:: Available data

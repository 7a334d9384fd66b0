//! Lexical handling and calendar helpers for date, time and dateTime items.

use chrono::{Datelike, FixedOffset, NaiveDate, NaiveDateTime, NaiveTime, TimeDelta};

use super::duration::LexicalError;

/// Reference day used to place zone-aware times on a timeline.
const REFERENCE_DATE: (i32, u32, u32) = (1972, 12, 31);

// Splits a trailing `Z` / `+hh:mm` / `-hh:mm` zone designator.
fn split_timezone(s: &str) -> Result<(&str, Option<FixedOffset>), LexicalError> {
    if let Some(body) = s.strip_suffix('Z') {
        return Ok((body, FixedOffset::east_opt(0)));
    }
    let bytes = s.as_bytes();
    let n = bytes.len();
    if n >= 6 && (bytes[n - 6] == b'+' || bytes[n - 6] == b'-') && bytes[n - 3] == b':' {
        let hours: i32 = s[n - 5..n - 3].parse().map_err(|_| LexicalError)?;
        let minutes: i32 = s[n - 2..].parse().map_err(|_| LexicalError)?;
        if hours > 14 || minutes > 59 || (hours == 14 && minutes != 0) {
            return Err(LexicalError);
        }
        let mut secs = hours * 3600 + minutes * 60;
        if bytes[n - 6] == b'-' {
            secs = -secs;
        }
        let tz = FixedOffset::east_opt(secs).ok_or(LexicalError)?;
        return Ok((&s[..n - 6], Some(tz)));
    }
    Ok((s, None))
}

fn check_date_shape(s: &str) -> Result<(), LexicalError> {
    let digits = s.strip_prefix('-').unwrap_or(s);
    let parts: Vec<&str> = digits.split('-').collect();
    if parts.len() != 3 || parts[0].len() < 4 || parts[1].len() != 2 || parts[2].len() != 2 {
        return Err(LexicalError);
    }
    if !parts.iter().all(|p| p.bytes().all(|b| b.is_ascii_digit())) {
        return Err(LexicalError);
    }
    Ok(())
}

fn check_time_shape(s: &str) -> Result<(), LexicalError> {
    let (hms, frac) = match s.split_once('.') {
        Some((h, f)) => (h, Some(f)),
        None => (s, None),
    };
    let parts: Vec<&str> = hms.split(':').collect();
    if parts.len() != 3 || parts.iter().any(|p| p.len() != 2 || !p.bytes().all(|b| b.is_ascii_digit())) {
        return Err(LexicalError);
    }
    if let Some(f) = frac
        && (f.is_empty() || !f.bytes().all(|b| b.is_ascii_digit()))
    {
        return Err(LexicalError);
    }
    Ok(())
}

pub fn parse_date(s: &str) -> Result<(NaiveDate, Option<FixedOffset>), LexicalError> {
    let (body, tz) = split_timezone(s.trim())?;
    check_date_shape(body)?;
    let date = NaiveDate::parse_from_str(body, "%Y-%m-%d").map_err(|_| LexicalError)?;
    Ok((date, tz))
}

pub fn parse_time(s: &str) -> Result<(NaiveTime, Option<FixedOffset>), LexicalError> {
    let (body, tz) = split_timezone(s.trim())?;
    check_time_shape(body)?;
    let time = NaiveTime::parse_from_str(body, "%H:%M:%S%.f").map_err(|_| LexicalError)?;
    Ok((time, tz))
}

pub fn parse_date_time(s: &str) -> Result<(NaiveDateTime, Option<FixedOffset>), LexicalError> {
    let (body, tz) = split_timezone(s.trim())?;
    let (date_part, time_part) = body.split_once('T').ok_or(LexicalError)?;
    check_date_shape(date_part)?;
    check_time_shape(time_part)?;
    let date = NaiveDate::parse_from_str(date_part, "%Y-%m-%d").map_err(|_| LexicalError)?;
    let time = NaiveTime::parse_from_str(time_part, "%H:%M:%S%.f").map_err(|_| LexicalError)?;
    Ok((date.and_time(time), tz))
}

pub fn format_timezone(tz: Option<FixedOffset>) -> String {
    let Some(tz) = tz else {
        return String::new();
    };
    let secs = tz.local_minus_utc();
    if secs == 0 {
        return "Z".to_string();
    }
    let sign = if secs < 0 { '-' } else { '+' };
    let abs = secs.abs();
    format!("{sign}{:02}:{:02}", abs / 3600, (abs % 3600) / 60)
}

pub fn format_date(date: NaiveDate, tz: Option<FixedOffset>) -> String {
    format!("{}{}", date.format("%Y-%m-%d"), format_timezone(tz))
}

pub fn format_time(time: NaiveTime, tz: Option<FixedOffset>) -> String {
    format!("{}{}", time.format("%H:%M:%S%.f"), format_timezone(tz))
}

pub fn format_date_time(value: NaiveDateTime, tz: Option<FixedOffset>) -> String {
    format!("{}{}", value.format("%Y-%m-%dT%H:%M:%S%.f"), format_timezone(tz))
}

/// Add `delta_months` to `date`, clamping the day to the end of the target month.
pub fn add_months_saturating(date: NaiveDate, delta_months: i32) -> Option<NaiveDate> {
    let total = date.year().checked_mul(12)?.checked_add(date.month0() as i32)?.checked_add(delta_months)?;
    let year = total.div_euclid(12);
    let month = (total.rem_euclid(12) + 1) as u32;
    let last_day = match month {
        1 | 3 | 5 | 7 | 8 | 10 | 12 => 31,
        4 | 6 | 9 | 11 => 30,
        _ => {
            let leap = (year % 4 == 0 && year % 100 != 0) || (year % 400 == 0);
            if leap { 29 } else { 28 }
        }
    };
    NaiveDate::from_ymd_opt(year, month, date.day().min(last_day))
}

/// Shift a local date-time by whole months and an exact delta.
pub fn shift_date_time(value: NaiveDateTime, months: i32, delta: TimeDelta) -> Option<NaiveDateTime> {
    let date = add_months_saturating(value.date(), months)?;
    date.and_time(value.time()).checked_add_signed(delta)
}

/// UTC instant of a local value, using `implicit` when the value carries no zone.
pub fn to_instant(value: NaiveDateTime, tz: Option<FixedOffset>, implicit: FixedOffset) -> NaiveDateTime {
    let offset = tz.unwrap_or(implicit).local_minus_utc();
    value - TimeDelta::seconds(i64::from(offset))
}

/// Place a time of day on the reference date so two times can be subtracted.
pub fn time_on_reference_date(time: NaiveTime) -> NaiveDateTime {
    let (y, m, d) = REFERENCE_DATE;
    NaiveDate::from_ymd_opt(y, m, d).map_or(NaiveDateTime::MIN, |date| date.and_time(time))
}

::::

Exercise directions
Could you copy every line in the records that holds "total"?

Answer section
    let total = date.year().checked_mul(12)?.checked_add(date.month0() as i32)?.checked_add(delta_months)?;
    let year = total.div_euclid(12);
    let month = (total.rem_euclid(12) + 1) as u32;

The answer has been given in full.